Potentiating antitumor effects of a combination therapy with lovastatin and butyrate in the Lewis lung carcinoma model in mice
Increasingly more evidence indicates that there is no single drug with satisfactory efficacy in cancer therapy and therefore combination therapy using two or more chemotherapeutic agents is one of the most common strategies used in current oncology. The toxicity or resistance of tumour cells, however, often limits application of classical chemotherapeutics. This draws attention to other agents with potential antitumor activity but decreased toxicity or with the ability to modulate cancer cells' response to classical chemotherapeutics.
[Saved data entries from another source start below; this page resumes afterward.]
//! Keyboard events and the blocking sources that produce them.

use crossterm::event::{self, Event, KeyCode, KeyEvent, KeyEventKind, KeyModifiers};

use crate::error::ScreenError;

/// A keystroke as seen by widgets.
#[derive(Debug, Clone, Copy, PartialEq, Eq)]
pub enum Key {
    /// A printable character.
    Char(char),
    /// Delete the character before the cursor.
    Backspace,
    /// Auxiliary trigger, typically completion.
    Tab,
    /// Submit.
    Enter,
}

impl Key {
    /// Translate a crossterm key event. Keys widgets have no use for map to
    /// `None`, as do key releases.
    pub fn from_crossterm(event: &KeyEvent) -> Option<Key> {
        if event.kind == KeyEventKind::Release {
            return None;
        }
        match (event.code, event.modifiers) {
            (KeyCode::Char(c), KeyModifiers::NONE | KeyModifiers::SHIFT) => Some(Key::Char(c)),
            (KeyCode::Backspace, _) => Some(Key::Backspace),
            (KeyCode::Tab, KeyModifiers::NONE) => Some(Key::Tab),
            (KeyCode::Enter, _) => Some(Key::Enter),
            _ => None,
        }
    }
}

/// A blocking producer of key events.
pub trait EventSource {
    /// Block, calling `on_key` once per key event.
    ///
    /// Returns when the source has nothing more to deliver, or with the first
    /// error from either the source or `on_key`.
    fn listen(
        &mut self,
        on_key: &mut dyn FnMut(Key) -> Result<(), ScreenError>,
    ) -> Result<(), ScreenError>;
}

/// A single key press with optional modifier keys (Ctrl, Alt, Shift).
#[derive(Debug, Clone, PartialEq, Eq)]
pub struct KeyCombination {
    /// The base key code.
    pub code: KeyCode,
    /// Modifier keys that must be held alongside the base key.
    pub modifiers: KeyModifiers,
}

impl KeyCombination {
    /// Create a key combination with no modifier keys.
    pub fn new(code: KeyCode) -> Self {
        Self {
            code,
            modifiers: KeyModifiers::NONE,
        }
    }

    /// Create a key combination with the Ctrl modifier.
    pub fn ctrl(code: KeyCode) -> Self {
        Self {
            code,
            modifiers: KeyModifiers::CONTROL,
        }
    }

    /// Return whether `event` is this combination.
    pub fn matches(&self, event: &KeyEvent) -> bool {
        self.code == event.code && event.modifiers.contains(self.modifiers)
    }
}

/// [`EventSource`] reading the real keyboard through crossterm.
///
/// The terminal must be in raw mode (see
/// [`TerminalSession`](crate::session::TerminalSession)) for keys to arrive
/// one at a time. Raw mode also swallows the interrupt signal, so by default
/// Ctrl+C ends [`listen`](EventSource::listen); use
/// [`with_interrupt`](CrosstermKeys::with_interrupt) to change or disable it.
#[derive(Debug, Clone)]
pub struct CrosstermKeys {
    interrupt: Option<KeyCombination>,
}

impl Default for CrosstermKeys {
    fn default() -> Self {
        Self::new()
    }
}

impl CrosstermKeys {
    /// Create a source that stops on Ctrl+C.
    pub fn new() -> Self {
        Self {
            interrupt: Some(KeyCombination::ctrl(KeyCode::Char('c'))),
        }
    }

    /// Set the key that ends listening. `None` listens forever.
    pub fn with_interrupt(mut self, interrupt: Option<KeyCombination>) -> Self {
        self.interrupt = interrupt;
        self
    }
}

impl EventSource for CrosstermKeys {
    fn listen(
        &mut self,
        on_key: &mut dyn FnMut(Key) -> Result<(), ScreenError>,
    ) -> Result<(), ScreenError> {
        loop {
            let Event::Key(event) = event::read()? else {
                continue;
            };
            if event.kind == KeyEventKind::Press
                && self.interrupt.as_ref().is_some_and(|k| k.matches(&event))
            {
                log::debug!("interrupt key received, leaving listen loop");
                return Ok(());
            }
            if let Some(key) = Key::from_crossterm(&event) {
                on_key(key)?;
            }
        }
    }
}

#[cfg(test)]
mod tests {
    use super::*;
    use crossterm::event::KeyEventState;

    fn event(code: KeyCode, modifiers: KeyModifiers) -> KeyEvent {
        KeyEvent {
            code,
            modifiers,
            kind: KeyEventKind::Press,
            state: KeyEventState::NONE,
        }
    }

    #[test]
    fn printable_chars_map_to_char() {
        let e = event(KeyCode::Char('a'), KeyModifiers::NONE);
        assert_eq!(Key::from_crossterm(&e), Some(Key::Char('a')));
        let e = event(KeyCode::Char('A'), KeyModifiers::SHIFT);
        assert_eq!(Key::from_crossterm(&e), Some(Key::Char('A')));
    }

    #[test]
    fn control_keys_map_to_named_keys() {
        let none = KeyModifiers::NONE;
        assert_eq!(
            Key::from_crossterm(&event(KeyCode::Backspace, none)),
            Some(Key::Backspace)
        );
        assert_eq!(Key::from_crossterm(&event(KeyCode::Tab, none)), Some(Key::Tab));
        assert_eq!(Key::from_crossterm(&event(KeyCode::Enter, none)), Some(Key::Enter));
    }

    #[test]
    fn other_keys_are_ignored() {
        assert_eq!(
            Key::from_crossterm(&event(KeyCode::Left, KeyModifiers::NONE)),
            None
        );
        assert_eq!(
            Key::from_crossterm(&event(KeyCode::Char('w'), KeyModifiers::CONTROL)),
            None
        );
    }

    #[test]
    fn releases_are_ignored() {
        let mut e = event(KeyCode::Char('a'), KeyModifiers::NONE);
        e.kind = KeyEventKind::Release;
        assert_eq!(Key::from_crossterm(&e), None);
    }

    #[test]
    fn ctrl_combination_matches() {
        let ctrl_c = KeyCombination::ctrl(KeyCode::Char('c'));
        assert!(ctrl_c.matches(&event(KeyCode::Char('c'), KeyModifiers::CONTROL)));
        assert!(!ctrl_c.matches(&event(KeyCode::Char('c'), KeyModifiers::NONE)));
        let esc = KeyCombination::new(KeyCode::Esc);
        assert!(esc.matches(&event(KeyCode::Esc, KeyModifiers::NONE)));
    }
}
Lovastatin has in recent years gained more attention as an anticancer agent. By inhibiting the activity of HMG-CoA reductase it negatively influences posttranslational modification of a number of proteins important in signal transduction, mainly by inhibition of their farnesylation or geranylgeranylation. The encouraging preclinical results3-5 were followed by clinical trials evaluating the efficacy of lovastatin in tumour therapy.6-8 Butyric acid and its derivatives were also shown to elicit anticancer effects in experimental tumour models.15, 16, 24 Oncological clinical trials with butyric acid derivatives have also been started.17, 18
In our in vitro studies lovastatin used in combination with butyrate showed potentiated antitumor effects against 3LL cells (Fig. 1). Based on the isobolanalysis, this drug interaction could be defined as synergy (Fig. 1b). Accumulation in the G2/M phase of the cell cycle (Fig. 2) and massive apoptosis (Figs. 3, 4) were observed in 3LL cells treated with lovastatin and particularly with lovastatin/butyrate combination. Although G1 arrest seems to be the most characteristic feature for lovastatin-treated cells1, 2 the delay of the progression through G2 has also been reported.1 The observed induction of apoptosis in 3LL cells after treatment with the combination of drugs was accompanied by an increase in both p53 levels and its downstream effector p21Waf1 (Fig. 5). The modulating effects of butyrate and lovastatin on p21Waf1 expression were previously reported.16, 25 Rather surprising effects of the combined treatment on the expression of cyclin D1 were observed. The block in G2/M phase was accompanied by the complete disappearance of cyclin D1 (which is required for S phase entry) in cells treated with both combinations. The dispensable role of cyclin D1 in transition from G1 to S phase, however, was already reported.26
Because butyrate metabolites in the cells may serve as precursors of HMG-CoA, we can speculate that synergistic effects are due to an increase in the cellular concentration of butyrate after HMG-CoA reductase inhibition by lovastatin. The accessibility of higher concentrations of intracellular butyrate or its metabolites may then increase the hyperacetylating effect on histones, which was reported to correlate with their apoptosis inducing activity.27 The use of butyrate and HMG-CoA reductase inhibitor mevastatin in vitro with potentiating antitumor effects was previously reported on colorectal carcinoma cells.19 The combination of butyrate derivative phenylacetate with lovastatin was described to exert cytostatic effects against glioma cells.28
Because butyrate has extremely short half-life, tributyrin (glycerol ester containing three moieties of butyric acid) was used in vivo as a butyrate prodrug. Our study in the murine model of syngeneic tumour demonstrates that both drugs used in combination are able to exert antitumor effects in vivo (Fig. 6). We consider direct induction of 3LL cells apoptosis as the main mechanism responsible for the tumour growth retardation in mice treated with both agents. Other mechanisms, however, could not be excluded. For example, the results of our previous studies suggested that systemic administration of butyrate24 or lovastatin9 demonstrate antiangiogenic activity.
As both lovastatin29 and butyrate30 have been suggested to modulate P-glycoprotein mediated multidrug resistance and both have been already shown to potentiate antitumor effects of 5-fluorouracil and cisplatin,5, 10, 31, 32 antitumor potential of lovastatin and butyrate therapy should be examined extensively in combination with classical chemotherapeutics.